The sports giant, which has been criticized in recent times over a lack of innovation and strategic stumbles, reported a dip in quarterly revenues as executives cited a number of headwinds.
These included a drop in Nike’s lifestyle business, a decline in digital sales and weakness in some key markets such as China, said Chief Financial Officer Matthew Friend, adding that these factors influenced Nike’s dampened fiscal 2025 projections.
“We are managing a product cycle transition with complexity amplified by shifting channel mix dynamics,” Friend told analysts on a conference call. “A comeback at this scale takes time.”

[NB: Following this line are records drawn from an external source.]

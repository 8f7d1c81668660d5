//! Log subscriber setup.
//!
//! Verbosity maps to a default filter; `RUST_LOG` overrides it. Logs go to
//! stderr so converted output on stdout stays clean.

use std::io::IsTerminal;

use tracing_subscriber::EnvFilter;

/// Subscriber settings derived from the command line.
#[derive(Debug, Clone, PartialEq, Eq)]
pub struct LoggingConfig {
    pub level: &'static str,
    pub source_location: bool,
}

impl LoggingConfig {
    /// `-v` count to filter level: none is `warn`, then `info`, `debug`,
    /// and `trace` from three up.
    pub fn from_verbosity(verbosity: u8) -> Self {
        let level = match verbosity {
            0 => "warn",
            1 => "info",
            2 => "debug",
            _ => "trace",
        };
        Self {
            level,
            source_location: verbosity >= 2,
        }
    }
}

/// Installs the global subscriber.
pub fn init_logging(config: &LoggingConfig) -> Result<(), String> {
    let filter =
        EnvFilter::try_from_default_env().unwrap_or_else(|_| EnvFilter::new(config.level));
    let subscriber = tracing_subscriber::fmt()
        .with_env_filter(filter)
        .with_writer(std::io::stderr)
        .with_ansi(std::io::stderr().is_terminal())
        .with_file(config.source_location)
        .with_line_number(config.source_location)
        .compact()
        .finish();
    tracing::subscriber::set_global_default(subscriber)
        .map_err(|e| format!("failed to initialize logging: {e}"))
}
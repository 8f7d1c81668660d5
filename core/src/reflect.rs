//! Shape-driven access to mappable values.
//!
//! Schema types derive [`Facet`](facet::Facet). The engine never sees them
//! concretely: it reads through [`Peek`], writes through [`Poke`] and
//! answers static questions from each type's [`Shape`]. This module holds
//! the handful of shape rules the rest of the crate relies on:
//!
//! - a named struct is a node; every other shape is a leaf;
//! - `Option<T>` and smart pointers are looked through, and an absent
//!   optional struct is an absent node;
//! - writes go through `Option<T>` only, allocating a default `T` on demand;
//! - tag directives live in the `hueport` attribute namespace.

use facet::{
    Characteristic, Def, Field, HeapValue, Partial, Peek, PeekStruct, Poke, PokeOption,
    PokeStruct, ReflectErrorKind, Shape, StructKind, Type, UserType,
};

use crate::{FieldPath, MapError, Result};

/// Attribute namespace carrying tag directives,
/// as in `#[facet(hueport::canonical = "ansi_colors.red")]`.
pub const TAG_NAMESPACE: &str = "hueport";

/// Directive that keeps the mapper from assigning a field.
pub const READONLY: &str = "readonly";

/// Read view of a value's structure.
#[derive(Debug, Clone, Copy)]
pub enum Node<'mem, 'facet> {
    /// Terminal value.
    Leaf,
    /// Optional struct with nothing behind it.
    Absent,
    /// Struct that can be descended into.
    Struct(PeekStruct<'mem, 'facet>),
}

/// Write view of a value's structure.
#[derive(Debug)]
pub enum NodeMut<'mem, 'facet> {
    Leaf,
    Absent,
    Struct(PokeStruct<'mem, 'facet>),
}

/// Fields of a named struct shape. Wrappers are not looked through.
pub fn struct_fields(shape: &'static Shape) -> Option<&'static [Field]> {
    match shape.ty {
        Type::User(UserType::Struct(ty)) if ty.kind == StructKind::Struct => Some(ty.fields),
        _ => None,
    }
}

/// Peels `Option` and smart-pointer layers off a static shape.
///
/// Returns the innermost shape and whether an optional layer was crossed,
/// so `Option<Box<Inner>>` and `Inner` unwrap to the same shape.
pub fn unwrap_shape(shape: &'static Shape) -> (&'static Shape, bool) {
    let mut current = shape;
    let mut optional = false;
    loop {
        match current.def {
            Def::Option(def) => {
                optional = true;
                current = def.t();
            }
            Def::Pointer(def) => match def.pointee() {
                Some(pointee) => current = pointee,
                None => break,
            },
            _ => break,
        }
    }
    (current, optional)
}

/// Struct fields behind a field type, looking through wrappers.
pub fn fields_of(shape: &'static Shape) -> Option<&'static [Field]> {
    struct_fields(unwrap_shape(shape).0)
}

/// Looks up the `key` directive of a field.
///
/// Directives are namespaced attributes whose value is a string; a
/// flag-only directive such as `readonly` has no value and yields `None`.
pub fn tag(field: &'static Field, key: &str) -> Option<&'static str> {
    field
        .get_attr(Some(TAG_NAMESPACE), key)
        .and_then(|attr| attr.get_as::<&'static str>())
        .copied()
}

/// Fields marked `#[facet(hueport::readonly)]` are never assigned.
pub fn is_writable(field: &Field) -> bool {
    !field.has_attr(Some(TAG_NAMESPACE), READONLY)
}

/// Dereferences present optionals and smart pointers.
///
/// Returns `None` when an absent optional is crossed.
pub fn dereference<'mem, 'facet>(value: Peek<'mem, 'facet>) -> Option<Peek<'mem, 'facet>> {
    let mut current = value;
    loop {
        if let Ok(option) = current.into_option() {
            current = option.value()?;
        } else if let Ok(pointer) = current.into_pointer() {
            current = pointer.borrow_inner()?;
        } else {
            return Some(current);
        }
    }
}

/// Returns `false` for an absent optional.
pub fn is_present(value: Peek<'_, '_>) -> bool {
    dereference(value).is_some()
}

/// Structural read view; looks through present optionals and pointers.
pub fn node<'mem, 'facet>(value: Peek<'mem, 'facet>) -> Node<'mem, 'facet> {
    match dereference(value) {
        Some(inner) => match inner.into_struct() {
            Ok(node) if node.ty().kind == StructKind::Struct => Node::Struct(node),
            _ => Node::Leaf,
        },
        None if fields_of(value.shape()).is_some() => Node::Absent,
        None => Node::Leaf,
    }
}

/// Structural write view. Absent optionals are never allocated.
pub fn node_mut<'mem, 'facet>(value: Poke<'mem, 'facet>) -> NodeMut<'mem, 'facet> {
    open(value, false).unwrap_or(NodeMut::Leaf)
}

/// Structural write view that replaces an absent optional struct with its
/// default value before descending.
pub(crate) fn node_mut_allocating<'mem, 'facet>(
    value: Poke<'mem, 'facet>,
) -> Result<NodeMut<'mem, 'facet>> {
    open(value, true)
}

fn open<'mem, 'facet>(value: Poke<'mem, 'facet>, allocate: bool) -> Result<NodeMut<'mem, 'facet>> {
    if let Def::Option(def) = value.shape().def {
        let inner_is_struct = struct_fields(def.t()).is_some();
        let mut option = value.into_option().map_err(reflect_error)?;
        if option.is_none() && allocate && inner_is_struct {
            option
                .set_some_from_heap(default_value(def.t())?)
                .map_err(reflect_error)?;
        }
        return match option_value_mut(option) {
            Some(inner) => open(inner, allocate),
            None if inner_is_struct => Ok(NodeMut::Absent),
            None => Ok(NodeMut::Leaf),
        };
    }
    match value.into_struct() {
        Ok(node) if node.ty().kind == StructKind::Struct => Ok(NodeMut::Struct(node)),
        _ => Ok(NodeMut::Leaf),
    }
}

/// Overwrites `slot` with a copy of `payload`.
///
/// An optional slot takes `None` for an absent payload and `Some(copy)`
/// otherwise; a plain slot requires a present payload of its own shape.
pub fn assign<'facet>(
    slot: Poke<'_, 'facet>,
    payload: Option<Peek<'_, 'facet>>,
    path: &FieldPath,
) -> Result<()> {
    if let Def::Option(def) = slot.shape().def {
        let mut option = slot.into_option().map_err(reflect_error)?;
        return match payload {
            None => {
                option.set_none();
                Ok(())
            }
            Some(value) if value.shape() == def.t() => option
                .set_some_from_heap(clone_value(value)?)
                .map_err(reflect_error),
            Some(value) => Err(mismatch(path, def.t(), value.shape())),
        };
    }
    match payload {
        Some(value) => overwrite(slot, value, path),
        None => Err(MapError::TypeMismatch {
            path: path.clone(),
            expected: slot.shape().to_string(),
            found: "nothing".to_string(),
        }),
    }
}

fn overwrite<'facet>(mut slot: Poke<'_, 'facet>, value: Peek<'_, 'facet>, path: &FieldPath) -> Result<()> {
    let shape = slot.shape();
    if value.shape() != shape {
        return Err(mismatch(path, shape, value.shape()));
    }
    if !shape.is(Characteristic::Clone) {
        return Err(MapError::Reflect(format!("`{shape}` does not implement Clone")));
    }
    // SAFETY: `slot` and `value` both hold initialized values of `shape`, and
    // `shape` clones, so the slot is re-initialized right after the drop.
    unsafe {
        shape.call_drop_in_place(slot.data_mut());
        shape.call_clone_into(value.data(), slot.data_mut());
    }
    Ok(())
}

/// Copies `value` onto the heap through its shape's clone operation.
fn clone_value<'facet>(value: Peek<'_, 'facet>) -> Result<HeapValue<'facet, true>> {
    let shape = value.shape();
    let clone = move |target: facet::PtrUninit| {
        // SAFETY: `target` is fresh storage for `shape` and `value` holds an
        // initialized value of the same shape.
        unsafe { shape.call_clone_into(value.data(), target.assume_init()) }.ok_or(
            ReflectErrorKind::OperationFailed {
                shape,
                operation: "type does not implement Clone",
            },
        )
    };
    // SAFETY: the shape comes from a `Facet` implementation, and `clone`
    // initializes the frame fully whenever it returns `Ok`.
    let partial = unsafe { Partial::alloc_shape(shape) }.map_err(alloc_error)?;
    let partial = unsafe { partial.set_from_function(clone) }.map_err(reflect_error)?;
    partial.build().map_err(reflect_error)
}

/// Heap-allocated default value of `shape`.
fn default_value<'facet>(shape: &'static Shape) -> Result<HeapValue<'facet, true>> {
    // SAFETY: the shape comes from a `Facet` implementation.
    let partial = unsafe { Partial::alloc_shape(shape) }.map_err(alloc_error)?;
    partial
        .set_default()
        .and_then(|partial| partial.build())
        .map_err(reflect_error)
}

/// Mutable view of the value inside a present option, for the whole
/// lifetime of the option's borrow.
fn option_value_mut<'mem, 'facet>(option: PokeOption<'mem, 'facet>) -> Option<Poke<'mem, 'facet>> {
    let def = option.def();
    let mut value = option.into_inner();
    // SAFETY: `get_value` points into the option's own storage when it is
    // `Some`, so the same offset from the exclusive pointer stays inside the
    // borrow and addresses an initialized `def.t()`.
    unsafe {
        let inner = (def.vtable.get_value)(value.data());
        if inner.is_null() {
            return None;
        }
        let offset = inner.offset_from(value.data().as_byte_ptr()) as usize;
        Some(Poke::from_raw_parts(value.data_mut().field(offset), def.t()))
    }
}

/// Mutable view of one field, for the whole lifetime of the struct's borrow.
pub(crate) fn into_field<'mem, 'facet>(
    node: PokeStruct<'mem, 'facet>,
    field: &'static Field,
) -> Poke<'mem, 'facet> {
    let mut value = node.into_inner();
    // SAFETY: `field` belongs to this struct's shape, so its offset addresses
    // an initialized field of `field.shape()` inside the borrowed struct.
    unsafe { Poke::from_raw_parts(value.data_mut().field(field.offset), field.shape()) }
}

/// Shorter-lived copy of a mutable view.
pub(crate) fn reborrow<'a, 'facet>(value: &'a mut Poke<'_, 'facet>) -> Poke<'a, 'facet> {
    // SAFETY: the copy holds `value` exclusively for `'a`.
    unsafe { Poke::from_raw_parts(value.data_mut(), value.shape()) }
}

pub(crate) fn mismatch(path: &FieldPath, expected: &'static Shape, found: &'static Shape) -> MapError {
    MapError::TypeMismatch {
        path: path.clone(),
        expected: expected.to_string(),
        found: found.to_string(),
    }
}

fn reflect_error(err: facet::ReflectError) -> MapError {
    MapError::Reflect(err.to_string())
}

fn alloc_error(err: facet::AllocError) -> MapError {
    MapError::Reflect(err.to_string())
}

Nike reported profits of $1.5 billion in the fiscal fourth quarter of 2024 ending May 31. That’s a surge of 45 percent from the year-ago period following price increases on some goods and lower ocean freight costs.
But revenues dropped two percent to $12.6 billion, with sales falling in both North America and the Europe, Middle East & Africa regions.
For the first half of fiscal 2025, Nike now expects a decline in sales of high single digits, Friend said. In March, Nike projected a decline in the “low single digits.”
Executives said the company expects improvement in the second half of the year. Friend said the full-year drop would be “mid single digits.”
Nike Chief Executive John Donohoe expressed confidence that the company’s product pipeline would wow consumers. He also vowed an impressive marketing blitz at the upcoming Olympic Games in Paris.
“Our brand storytelling will be bold and clear with sport and athletes at the very center of it all,” Donahoe said. “We will cut through the clutter to create powerful energy for the Nike brand.”
Neil Saunders, analyst at GlobalData, welcomed the higher profits but noted that “a brand like Nike cannot cut its way back to success.”
Great new products are essential to “stimulate buying behavior,” according to Saunders, who also said the company had gone too far in cutting back wholesale distribution, hitting market share.
“Nike is a powerful brand, and it used to own the sporting and sneaker space via a constant line up of new products with interesting narratives and powerful marketing,” he said. “Over the past year or so, the volume has been turned down and Nike is making far less noise.”
Shares of Nike plunged 11.4 percent in after-hours trading.